Report each line of the data that includes the word "QualityChecked".

[[ DATA EXCERPTS open ]]

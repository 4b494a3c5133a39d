//! # Medicine Status Vocabulary
//!
//! Status strings are written by the ledger contract; this code only reads
//! them. Known values get a variant so dashboards can filter on them, and
//! anything else is preserved verbatim in [`MedicineStatus::Other`].

use std::fmt;

use serde::{Deserialize, Serialize};

/// Current status of a medicine record as reported by the ledger.
#[derive(Debug, Clone, PartialEq, Eq, Hash, Serialize, Deserialize)]
#[serde(from = "String", into = "String")]
pub enum MedicineStatus {
    Manufacturing,
    QualityChecked,
    QualityCheckFailed,
    InTransit,
    VerifiedAndDelivered,
    Purchased,
    Other(String),
}

impl MedicineStatus {
    /// The exact ledger string.
    pub fn as_str(&self) -> &str {
        match self {
            Self::Manufacturing => "Manufacturing",
            Self::QualityChecked => "Quality Checked",
            Self::QualityCheckFailed => "Quality Check Failed",
            Self::InTransit => "InTransit",
            Self::VerifiedAndDelivered => "verified and Delivered",
            Self::Purchased => "Purchased",
            Self::Other(s) => s,
        }
    }

    /// Status shown after a quality check with the given outcome.
    pub fn after_quality_check(passed: bool) -> Self {
        if passed {
            Self::QualityChecked
        } else {
            Self::QualityCheckFailed
        }
    }

    /// Delivered to a hospital and available to patients.
    pub fn is_purchasable(&self) -> bool {
        matches!(self, Self::VerifiedAndDelivered)
    }

    /// Visible on the patient dashboard.
    pub fn is_patient_visible(&self) -> bool {
        matches!(self, Self::Purchased | Self::VerifiedAndDelivered)
    }

    /// Eligible for allocation or shipment to a hospital.
    pub fn is_shippable(&self) -> bool {
        matches!(self, Self::QualityChecked | Self::InTransit)
    }
}

impl From<String> for MedicineStatus {
    fn from(s: String) -> Self {
        match s.as_str() {
            "Manufacturing" => Self::Manufacturing,
            "Quality Checked" => Self::QualityChecked,
            "Quality Check Failed" => Self::QualityCheckFailed,
            "InTransit" => Self::InTransit,
            "verified and Delivered" => Self::VerifiedAndDelivered,
            "Purchased" => Self::Purchased,
            _ => Self::Other(s),
        }
    }
}

impl From<&str> for MedicineStatus {
    fn from(s: &str) -> Self {
        Self::from(s.to_string())
    }
}

impl From<MedicineStatus> for String {
    fn from(s: MedicineStatus) -> String {
        s.as_str().to_string()
    }
}

impl fmt::Display for MedicineStatus {
    fn fmt(&self, f: &mut fmt::Formatter<'_>) -> fmt::Result {
        f.write_str(self.as_str())
    }
}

[[ DATA EXCERPTS closed ]]

WRITTEN SOLUTION
    QualityChecked,
            Self::QualityChecked => "Quality Checked",
            Self::QualityChecked
        matches!(self, Self::QualityChecked | Self::InTransit)
            "Quality Checked" => Self::QualityChecked,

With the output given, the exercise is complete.